Et dans un élan qui rend grâce à dame Nature et justifie nos impôts, les deux pandores balancent dans le talus (et le ruisselet qui fait suite), le cadavre du pauvre brocard dont je suis ainsi  privé. J'ai une petite jalousie à l'encontre des mouches ou des renards qui auront festin, tout comme les truites s'il y en a, ou les herbivores à l'aval qui dégusteront une eau enrichie au goût sauvage. On délire en se disant qu'on a eu chaud, en supposant que je n'ai pas réussi à joindre la gendarmerie,  qu'ils arrivent alors que le brocard est juste dans le coffre, que j'aie eu une carabine pour achever l'animal, un couteau trop long, etc ...  Je vais filmer ma vie, je crois, les règlements c'est bien trop dangereux et il faut avoir des preuves.

lundi 8 juin 2015

En roulant dans mon passé


Ma douce me quittait quelques jours, et je l’ai accompagnée ce matin à son job, d’où elle partait.

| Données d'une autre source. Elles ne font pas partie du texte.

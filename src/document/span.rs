//! Classified spans over a host document.
//!
//! A [`SpanIndex`] partitions the host text into spans, each owned by exactly one
//! sub-language. It answers "which language owns offset X" and carries the
//! structural nesting depth used for indentation.

use std::fmt;
use std::ops::Range;

use serde::{Deserialize, Serialize};

/// The sub-languages that can own a region of the host document.
#[derive(Debug, Clone, Copy, PartialEq, Eq, Hash, Serialize, Deserialize)]
#[serde(rename_all = "lowercase")]
pub enum Language {
    /// Template syntax with no sub-language counterpart (transitions, directives, comments).
    Host,
    /// Markup content and tags.
    Markup,
    /// Embedded code.
    Code,
}

impl fmt::Display for Language {
    fn fmt(&self, f: &mut fmt::Formatter<'_>) -> fmt::Result {
        let name = match self {
            Language::Host => "host",
            Language::Markup => "markup",
            Language::Code => "code",
        };
        f.write_str(name)
    }
}

/// What piece of structure a span represents.
#[derive(Debug, Clone, Copy, PartialEq, Eq, Hash)]
pub enum StructuralKind {
    /// The `@` that switches from markup into template syntax.
    Transition,
    /// A directive keyword such as `code` or `functions`.
    Directive,
    /// An opening or closing brace/paren delimiting a code region.
    BlockBrace,
    /// `@* ... *@`
    Comment,
    /// Plain markup text.
    Markup,
    /// A start or end tag, excluding component attributes.
    Tag,
    AttributeName,
    AttributeEquals,
    /// The value of a component attribute, which is code.
    AttributeValue,
    /// Statements inside a code block.
    CodeBlock,
    /// An implicit or explicit inline expression.
    Expression,
    /// A string literal in a code block that spans more than one line.
    StringLiteral,
    Whitespace,
}

/// A contiguous, classified range of the host document.
#[derive(Debug, Clone, PartialEq, Eq)]
pub struct ClassifiedSpan {
    pub start: usize,
    pub end: usize,
    pub language: Language,
    pub kind: StructuralKind,
    /// Structural nesting depth (markup elements plus code blocks and braces).
    pub nesting_depth: usize,
    /// Whether the span sits inside the start tag of a component element.
    pub in_component_scope: bool,
}

impl ClassifiedSpan {
    pub fn new(range: Range<usize>, language: Language, kind: StructuralKind) -> Self {
        Self {
            start: range.start,
            end: range.end,
            language,
            kind,
            nesting_depth: 0,
            in_component_scope: false,
        }
    }

    pub fn with_depth(mut self, depth: usize) -> Self {
        self.nesting_depth = depth;
        self
    }

    pub fn in_component(mut self, in_component: bool) -> Self {
        self.in_component_scope = in_component;
        self
    }

    pub fn len(&self) -> usize {
        self.end - self.start
    }

    /// Zero-length spans are markers that own only their own point.
    pub fn is_marker(&self) -> bool {
        self.start == self.end
    }

    pub fn range(&self) -> Range<usize> {
        self.start..self.end
    }

    /// Attribute values of components are classified as code but carry markup semantics
    /// for auto-insert purposes.
    pub fn is_attribute_value(&self) -> bool {
        self.kind == StructuralKind::AttributeValue
    }
}

/// Sorted, non-overlapping set of classified spans covering a document.
#[derive(Debug, Clone, Default)]
pub struct SpanIndex {
    spans: Vec<ClassifiedSpan>,
    len: usize,
}

impl SpanIndex {
    /// Build the index from span facts in document order.
    ///
    /// Gaps between facts are filled with markup spans so the index always covers
    /// `[0, len)`. An empty document is represented by a single markup marker.
    pub fn build(facts: impl IntoIterator<Item = ClassifiedSpan>, len: usize) -> Self {
        let mut spans: Vec<ClassifiedSpan> = Vec::new();
        let mut cursor = 0;

        for span in facts {
            if span.start < cursor || span.end > len || span.end < span.start {
                tracing::debug!(
                    start = span.start,
                    end = span.end,
                    cursor,
                    "dropping span that overlaps its predecessor"
                );
                continue;
            }
            if span.start > cursor {
                let depth = spans.last().map(|s| s.nesting_depth).unwrap_or(0);
                spans.push(
                    ClassifiedSpan::new(cursor..span.start, Language::Markup, StructuralKind::Markup)
                        .with_depth(depth),
                );
            }
            cursor = span.end;
            spans.push(span);
        }

        if cursor < len {
            let depth = spans.last().map(|s| s.nesting_depth).unwrap_or(0);
            spans.push(
                ClassifiedSpan::new(cursor..len, Language::Markup, StructuralKind::Markup)
                    .with_depth(depth),
            );
        }
        if spans.is_empty() {
            spans.push(ClassifiedSpan::new(0..0, Language::Markup, StructuralKind::Markup));
        }

        Self { spans, len }
    }

    pub fn spans(&self) -> &[ClassifiedSpan] {
        &self.spans
    }

    /// Length of the document the index was built for.
    pub fn document_len(&self) -> usize {
        self.len
    }

    /// Resolve the span owning `offset`.
    ///
    /// With `right_associative == false` a marker at the offset wins, then the span
    /// containing the offset, which at a boundary is the span starting there. With
    /// `right_associative == true` a non-marker span ending exactly at the offset wins
    /// over the span starting there.
    pub fn classify(&self, offset: usize, right_associative: bool) -> Option<&ClassifiedSpan> {
        if offset > self.len {
            return None;
        }

        // First span whose end reaches the offset; everything before it ends earlier.
        let first = self.spans.partition_point(|s| s.end < offset);
        let candidates = &self.spans[first..];

        if right_associative {
            if let Some(ending) = candidates
                .iter()
                .take_while(|s| s.start <= offset)
                .find(|s| s.end == offset && !s.is_marker())
            {
                return Some(ending);
            }
        }

        let mut ending_here = None;
        for span in candidates {
            if span.start > offset {
                break;
            }
            if span.is_marker() {
                return Some(span);
            }
            if span.end > offset {
                return Some(span);
            }
            ending_here = Some(span);
        }

        // Only reachable at the end of the document.
        ending_here
    }

    pub fn language_at(&self, offset: usize, right_associative: bool) -> Option<Language> {
        self.classify(offset, right_associative).map(|s| s.language)
    }

    /// Structural indentation level at an offset.
    pub fn indentation_level_at(&self, offset: usize) -> Option<usize> {
        self.classify(offset, false).map(|s| s.nesting_depth)
    }

    /// Check that spans are sorted, non-overlapping and cover the document.
    pub fn is_well_formed(&self) -> bool {
        let mut cursor = 0;
        for span in &self.spans {
            if span.start != cursor || span.end < span.start {
                return false;
            }
            cursor = span.end;
        }
        cursor == self.len
    }
}

#[cfg(test)]
mod tests {
    use super::*;

    fn span(range: Range<usize>, language: Language) -> ClassifiedSpan {
        let kind = match language {
            Language::Host => StructuralKind::Transition,
            Language::Markup => StructuralKind::Markup,
            Language::Code => StructuralKind::CodeBlock,
        };
        ClassifiedSpan::new(range, language, kind)
    }

    #[test]
    fn fills_gaps_with_markup() {
        let index = SpanIndex::build(vec![span(3..5, Language::Code)], 8);
        let ranges: Vec<_> = index.spans().iter().map(|s| (s.range(), s.language)).collect();
        assert_eq!(
            ranges,
            vec![
                (0..3, Language::Markup),
                (3..5, Language::Code),
                (5..8, Language::Markup)
            ]
        );
        assert!(index.is_well_formed());
    }

    #[test]
    fn empty_document_has_one_marker() {
        let index = SpanIndex::build(Vec::new(), 0);
        assert_eq!(index.spans().len(), 1);
        assert!(index.spans()[0].is_marker());
        assert_eq!(index.language_at(0, false), Some(Language::Markup));
        assert!(index.is_well_formed());
    }

    #[test]
    fn boundary_prefers_span_starting_at_offset() {
        let index = SpanIndex::build(
            vec![span(0..1, Language::Host), span(1..4, Language::Code)],
            4,
        );
        assert_eq!(index.language_at(1, false), Some(Language::Code));
        assert_eq!(index.language_at(1, true), Some(Language::Host));
        assert_eq!(index.language_at(2, true), Some(Language::Code));
    }

    #[test]
    fn marker_wins_at_its_boundary() {
        let index = SpanIndex::build(
            vec![
                span(0..2, Language::Host),
                span(2..2, Language::Code),
                span(2..3, Language::Host),
            ],
            3,
        );
        let owner = index.classify(2, false).unwrap();
        assert!(owner.is_marker());
        assert_eq!(owner.language, Language::Code);
        assert_eq!(index.classify(2, true).unwrap().range(), 0..2);
    }

    #[test]
    fn end_of_document_resolves_to_last_span() {
        let index = SpanIndex::build(vec![span(0..3, Language::Code)], 3);
        assert_eq!(index.language_at(3, false), Some(Language::Code));
        assert_eq!(index.classify(4, false), None);
    }

    #[test]
    fn drops_overlapping_facts() {
        let index = SpanIndex::build(
            vec![span(0..4, Language::Code), span(2..6, Language::Host)],
            6,
        );
        assert!(index.is_well_formed());
        assert_eq!(index.language_at(5, false), Some(Language::Markup));
    }
}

Comme je me trouvais sur les lieux de ma première vie professionnelle, une vie presque éclatante, j’ai poursuivi mon chemin en faisant une boucle dans le temps.
L’Hôtel du Midi, dans ce village, se trouve juste face à mon ancien bureau. Mais Madame Charbonnel que j’adorais, la patronne, et Madame Vidalenc, qui était la propriétaire de mon appartement, ont quitté cette vie. Et j’ai dû sacrément changer aussi. Je m’imagine déjà entrant dans le bar «  Eh ! c’est moi » … Et le regard interrogatif d’une personne qui me reconnait peut-être, ou qui donne le change, et  dont les sourcils semblent dire « Meuh non … c’est pas lui du tout ». Alors bon, je poursuis mon chemin. La peur d’une émotion trop violente.
Il est plus beau et plus grand que dans mon souvenir, le village de Pierrefort. C’est déjà ça. Soigné, propret, montagneux et tordu. Je rate presque la route de Cézens, village qui semblera lui-même plus loin qu’autrefois.

Le village de Pierrefort - Photo Joël Ramadier

Je n’ai jamais eu la mémoire visuelle, et un château apparait à ma gauche et à ma surprise. Complètement zappé ! Ah oui, il y avait bien un château … Des petits chemins oubliés, mais aux panneaux indicateurs dont les noms de hameaux sont toujours présents en moi. La ferme du Périer, là … Des gens formidables y vivaient, qui sont morts. Des gens de qualité y vivent maintenant ; il y a des choses qui se transmettent, heureusement. Plus haut c’est un printemps peu fleuri, sous un vent assez fort, sur un plateau ensoleillé et incliné. Bon dieu, où mène cette route que je prenais, je me souviens ? Je ne retrouve pas dans mes propres circuits –neuronaux-  le trajet d’autrefois.  Je connaissais à peu près tous les hameaux du canton. Mais c’était il y a longtemps.
Au-delà de Cézens, le hameau des Chabasses, où j’ai travaillé avec des personnes dures à la tâche, à qui la vie ne faisait jamais de cadeau. Une dame ici, a marqué ma mémoire, par son courage physique. Qui ne l’a pas sauvée. Eh tiens, il y avait de bien belles filles à côté. Puis, le Col de Prat de Bouc, Le Lioran, la casa. En arrivant chez moi, un coup de fil m’apprend que j’ai oublié mon rendez-vous médical. Un peu de passé m’échappe, j’ai des soucis avec le futur. Je devrais m’occuper avec soin du présent que je sais vivre et sentir encore un peu … Je n’ai pas fait de photo, malgré l’appareil posé sur le siège près de moi.